Augmented Reality (AR) in Laparoscopic Liver Resection requires anatomical landmarks and the silhouette to be found on the laparoscopic image. They are used to register the preoperative 3D model obtained from CT segmentation. The existing AR systems rely on the surgeon to 1) annotate the landmarks and silhouette and 2) provide an initial registration. These non-trivial tasks require surgeon attention which may perturb the procedure. We propose methods to solve both tasks, hence registration, automatically.
Methods.
The landmarks are the lower ridge and the falciform ligament. We solve 1) by training a U-Net from a new dataset of 1415 labelled images extracted from 68 procedures. We solve 2) by a novel automatic coarse-to-fine pose estimation method, including visibility-reasoning within an iterative robust process. In addition, we propose to divide the ridge into six anatomical sub-parts, making its annotation and use in registration more accurate.
Results.
Our method detects the silhouette with an error equivalent to an experienced surgeon.

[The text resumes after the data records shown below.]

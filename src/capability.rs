//! Capability records and reconciliation.
//!
//! A capability is a named tag attached to a context, target or solution
//! template. Records arriving from the control plane or from disk are
//! normalized into [`Capability`] right away; anything beyond `name` and
//! `description` (for example a deprecated `state` flag) is dropped.

use std::collections::HashSet;
use std::path::Path;

use rand::Rng;
use serde::{Deserialize, Serialize};
use serde_json::Value;
use tracing::{debug, info};

use crate::error::{Result, WoError};

#[derive(Debug, Clone, PartialEq, Eq, Serialize, Deserialize)]
pub struct Capability {
    pub name: String,
    #[serde(default)]
    pub description: String,
}

impl Capability {
    pub fn new(name: impl Into<String>, description: impl Into<String>) -> Self {
        Self {
            name: name.into(),
            description: description.into(),
        }
    }

    /// Normalize a loosely shaped record.
    ///
    /// Accepts `{"name": .., "description": ..}` objects (extra keys ignored)
    /// and bare strings. A missing description becomes empty.
    pub fn from_value(value: &Value) -> Result<Self> {
        match value {
            Value::String(name) => Ok(Self::new(name.as_str(), "")),
            Value::Object(map) => {
                let name = map
                    .get("name")
                    .and_then(Value::as_str)
                    .ok_or_else(|| {
                        WoError::Validation(format!("capability record has no name: {value}"))
                    })?;
                let description = map
                    .get("description")
                    .and_then(Value::as_str)
                    .unwrap_or_default();
                Ok(Self::new(name, description))
            }
            other => Err(WoError::Validation(format!(
                "capability record must be an object or string, got {other}"
            ))),
        }
    }

    /// Normalize every element of a JSON array.
    pub fn list_from_value(value: &Value) -> Result<Vec<Self>> {
        let items = value.as_array().ok_or_else(|| {
            WoError::Validation("capability list must be a JSON array".to_string())
        })?;
        items.iter().map(Self::from_value).collect()
    }
}

/// What happened to each input record during [`reconcile`].
#[derive(Debug, Clone, Default, PartialEq, Eq, Serialize)]
pub struct ReconcileReport {
    pub kept: usize,
    pub added: Vec<String>,
    pub rejected: Vec<String>,
    pub skipped_existing: Vec<String>,
}

/// Merge `incoming` into `existing`, keyed by name.
///
/// Existing records keep their order and description; incoming records are
/// appended only if their name is non-empty and unseen. Empty or repeated
/// names in either list are dropped.
pub fn reconcile(existing: &[Capability], incoming: &[Capability]) -> Result<Vec<Capability>> {
    reconcile_with_report(existing, incoming).map(|(merged, _)| merged)
}

pub fn reconcile_with_report(
    existing: &[Capability],
    incoming: &[Capability],
) -> Result<(Vec<Capability>, ReconcileReport)> {
    let mut seen: HashSet<&str> = HashSet::new();
    let mut merged = Vec::with_capacity(existing.len() + incoming.len());
    let mut report = ReconcileReport::default();

    for (index, cap) in existing.iter().enumerate() {
        if !cap.name.is_empty() && seen.insert(cap.name.as_str()) {
            merged.push(Capability::new(cap.name.as_str(), cap.description.as_str()));
            report.kept += 1;
        } else {
            debug!(index, name = %cap.name, "skipped existing capability (empty or duplicate)");
            report.skipped_existing.push(cap.name.clone());
        }
    }

    for (index, cap) in incoming.iter().enumerate() {
        if !cap.name.is_empty() && seen.insert(cap.name.as_str()) {
            debug!(index, name = %cap.name, "added capability");
            merged.push(Capability::new(cap.name.as_str(), cap.description.as_str()));
            report.added.push(cap.name.clone());
        } else {
            debug!(index, name = %cap.name, "rejected incoming capability (empty or duplicate)");
            report.rejected.push(cap.name.clone());
        }
    }

    let limit = existing.len() + incoming.len();
    if merged.len() > limit {
        return Err(WoError::Invariant(format!(
            "merged {} capabilities from {} existing and {} incoming",
            merged.len(),
            existing.len(),
            incoming.len()
        )));
    }
    if let Some(position) = merged.iter().position(|cap| cap.name.is_empty()) {
        return Err(WoError::Invariant(format!(
            "merged capability at index {position} has an empty name"
        )));
    }

    info!(
        existing = existing.len(),
        incoming = incoming.len(),
        merged = merged.len(),
        added = report.added.len(),
        rejected = report.rejected.len(),
        "reconciled capabilities"
    );
    Ok((merged, report))
}

/// Generate a fresh capability such as `sdkexamples-soap-4821`.
pub fn generate<R: Rng>(rng: &mut R, prefix: &str, kinds: &[String]) -> Result<Capability> {
    if kinds.is_empty() {
        return Err(WoError::Config(
            "context.capability_kinds must not be empty".to_string(),
        ));
    }
    let kind = &kinds[rng.random_range(0..kinds.len())];
    let suffix: u32 = rng.random_range(1000..=9999);
    let capability = Capability::new(
        format!("{prefix}-{kind}-{suffix}"),
        format!("SDK generated {kind} manufacturing capability"),
    );
    debug!(name = %capability.name, "generated capability");
    Ok(capability)
}

/// Write the capability list as a pretty JSON array, replacing the file.
pub fn save(path: &Path, capabilities: &[Capability]) -> Result<()> {
    if let Some(parent) = path.parent().filter(|p| !p.as_os_str().is_empty()) {
        std::fs::create_dir_all(parent)?;
    }
    let payload = serde_json::to_string_pretty(capabilities)?;
    std::fs::write(path, payload)?;
    info!(path = %path.display(), count = capabilities.len(), "saved capabilities");
    Ok(())
}

/// Read and normalize a capability list from a JSON file.
pub fn load(path: &Path) -> Result<Vec<Capability>> {
    let raw = std::fs::read_to_string(path)?;
    let value: Value = serde_json::from_str(&raw)?;
    Capability::list_from_value(&value)
}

It detects the ridge and ligament with higher errors owing to under-detection. Nonetheless, our method successfully initialises the registration with tumour target registration errors of 22.4, 14.8 and 7.2 mm for 3 clinical procedures. In comparison, the errors from manual initialisation are 30.5, 15.1 and 16.3 mm.
Conclusion.
Our results are promising, suggesting that we have found an appropriate methodological approach.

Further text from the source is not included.